-- DATASET ENTRIES --
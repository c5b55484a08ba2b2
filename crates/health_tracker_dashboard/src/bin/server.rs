use std::sync::Arc;

use anyhow::Context;
use metrics_exporter_prometheus::PrometheusBuilder;
use tokio::signal;
use tracing::info;

use health_tracker_dashboard::{AppState, Config, DashboardAggregator, http};
use health_tracker_store::{DailyStore, SqliteDailyStore};

#[tokio::main]
async fn main() -> Result<(), anyhow::Error> {
    // Configure logging from env var `HEALTH_TRACKER_LOG_LEVEL` (or fallback to `RUST_LOG`, default `info`).
    let log_env = std::env::var("HEALTH_TRACKER_LOG_LEVEL")
        .or_else(|_| std::env::var("RUST_LOG"))
        .unwrap_or_else(|_| "info".to_string());
    let env_filter = tracing_subscriber::EnvFilter::try_new(log_env.clone())
        .unwrap_or_else(|_| tracing_subscriber::EnvFilter::new("info"));
    tracing_subscriber::fmt()
        .compact()
        .with_ansi(false)
        .with_target(false)
        .with_env_filter(env_filter)
        .init();
    tracing::info!(%log_env, "health_tracker:http: log filter");

    let handle = PrometheusBuilder::new().install_recorder()?;

    let config = Config::from_env()?;
    let store: Arc<dyn DailyStore> = Arc::new(
        SqliteDailyStore::open(&config.database_path)
            .with_context(|| format!("opening {}", config.database_path.display()))?,
    );
    let aggregator = DashboardAggregator::new(store, config.calendar);
    let app = http::router(AppState::new(aggregator, handle));

    let addr = config.address;
    info!(%addr, database = %config.database_path.display(), "starting HTTP server");
    let listener = tokio::net::TcpListener::bind(addr)
        .await
        .with_context(|| format!("failed to bind to address {addr}"))?;

    axum::serve(listener, app.into_make_service())
        .with_graceful_shutdown(async {
            if let Err(e) = signal::ctrl_c().await {
                tracing::error!("failed to install ctrl+c handler: {e}");
            }
        })
        .await?;

    info!("server stopped");
    Ok(())
}
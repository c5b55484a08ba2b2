//! Error types for the dashboard.

use thiserror::Error;

/// Dashboard errors. Gaps and NULLs in the data are never errors; only storage
/// access and startup configuration can fail.
#[derive(Debug, Error)]
pub enum DashboardError {
    #[error("Storage error: {0}")]
    Store(#[from] health_tracker_store::StoreError),

    #[error("Configuration error: {0}")]
    Config(String),
}

/// Result type alias for dashboard operations.
pub type DashboardResult<T> = Result<T, DashboardError>;
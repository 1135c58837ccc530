//! Error types for document generation.
//!
//! Generation itself cannot fail; every variant here describes a problem with
//! the output destination.

use std::io;

use camino::Utf8PathBuf;
use thiserror::Error;

/// Errors that abort writing a customer document.
#[derive(Debug, Error)]
pub enum GenerationError {
    /// The output path is not a plain file name.
    #[error("output path '{path}' must be a file name without directories")]
    InvalidFileName {
        /// The rejected path.
        path: Utf8PathBuf,
    },

    /// The output file could not be created or truncated.
    #[error("failed to open output file '{path}': {source}")]
    Open {
        /// Path of the output file.
        path: Utf8PathBuf,
        /// Underlying I/O error.
        #[source]
        source: io::Error,
    },

    /// Writing, flushing or syncing the output failed.
    #[error("failed to write output file '{path}': {source}")]
    Write {
        /// Path of the output file.
        path: Utf8PathBuf,
        /// Underlying I/O error.
        #[source]
        source: io::Error,
    },
}
//! Synthetic customer and contract XML fixtures.
//!
//! This crate generates bulk test documents for systems that ingest customer
//! and utility-contract XML. Every record is drawn from fixed Swedish sample
//! pools and streamed straight to the output, so documents with tens of
//! thousands of customers never sit in memory.
//!
//! # Overview
//!
//! The crate supports:
//!
//! - Fixed value pools with uniform selection from an explicit random source
//! - Per-record generation with index-derived identity values
//! - Streaming serialization into the fixed customer/site/contract layout
//! - Progress notifications and a size report for file output
//!
//! # Example
//!
//! ```
//! use std::num::NonZeroU32;
//!
//! use customer_fixtures::{GenerationRequest, write_document};
//! use mockable::DefaultClock;
//! use rand::SeedableRng;
//! use rand_chacha::ChaCha8Rng;
//!
//! let request = GenerationRequest::new(NonZeroU32::new(1).expect("non-zero"));
//! let mut rng = ChaCha8Rng::seed_from_u64(42);
//! let bytes = write_document(Vec::new(), request, &mut rng, &DefaultClock, &mut |_: u32, _: u32| {})
//!     .expect("in-memory write");
//!
//! let xml = String::from_utf8(bytes).expect("utf-8");
//! assert!(xml.contains("<customer_id>6</customer_id>"));
//! assert!(xml.contains("<object_id>735999756427205424</object_id>"));
//! ```

pub mod cli;
mod config;
mod count;
mod document;
mod error;
mod generator;
pub mod pools;
mod record;
#[cfg(test)]
mod test_support;
mod writer;
mod xml;

pub use config::{GeneratorSettings, SettingsError};
pub use count::{CountResolution, DEFAULT_COUNT, output_file_name, resolve_count};
pub use document::{CONTRACT_TAG, CUSTOMER_TAG, ROOT_TAG, SITE_TAG};
pub use error::GenerationError;
pub use generator::{
    BASE_CUSTOMER_ID, BASE_OBJECT_ID, BASE_SITE_ID, EMAIL_DOMAIN, email_for, generate_customer,
    identity_for_index,
};
pub use record::{
    Address, Billing, CustomerRecord, Identity, PhoneNumber, PhoneNumbers, SOCIAL_ID_MASK,
    SocialId, TIMESTAMP_FORMAT, ZipCode,
};
pub use writer::{
    DEFAULT_PROGRESS_INTERVAL, GenerationReport, GenerationRequest, ProgressObserver,
    generate_to_file, write_document,
};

-- PROBLEM TO SOLVE --
Please write out, exactly as they appear, only the lines from the one holding "mod generator;" through the end of the data.

-- EXPECTED ANSWER --
mod generator;
pub mod pools;
mod record;
#[cfg(test)]
mod test_support;
mod writer;
mod xml;

pub use config::{GeneratorSettings, SettingsError};
pub use count::{CountResolution, DEFAULT_COUNT, output_file_name, resolve_count};
pub use document::{CONTRACT_TAG, CUSTOMER_TAG, ROOT_TAG, SITE_TAG};
pub use error::GenerationError;
pub use generator::{
    BASE_CUSTOMER_ID, BASE_OBJECT_ID, BASE_SITE_ID, EMAIL_DOMAIN, email_for, generate_customer,
    identity_for_index,
};
pub use record::{
    Address, Billing, CustomerRecord, Identity, PhoneNumber, PhoneNumbers, SOCIAL_ID_MASK,
    SocialId, TIMESTAMP_FORMAT, ZipCode,
};
pub use writer::{
    DEFAULT_PROGRESS_INTERVAL, GenerationReport, GenerationRequest, ProgressObserver,
    generate_to_file, write_document,
};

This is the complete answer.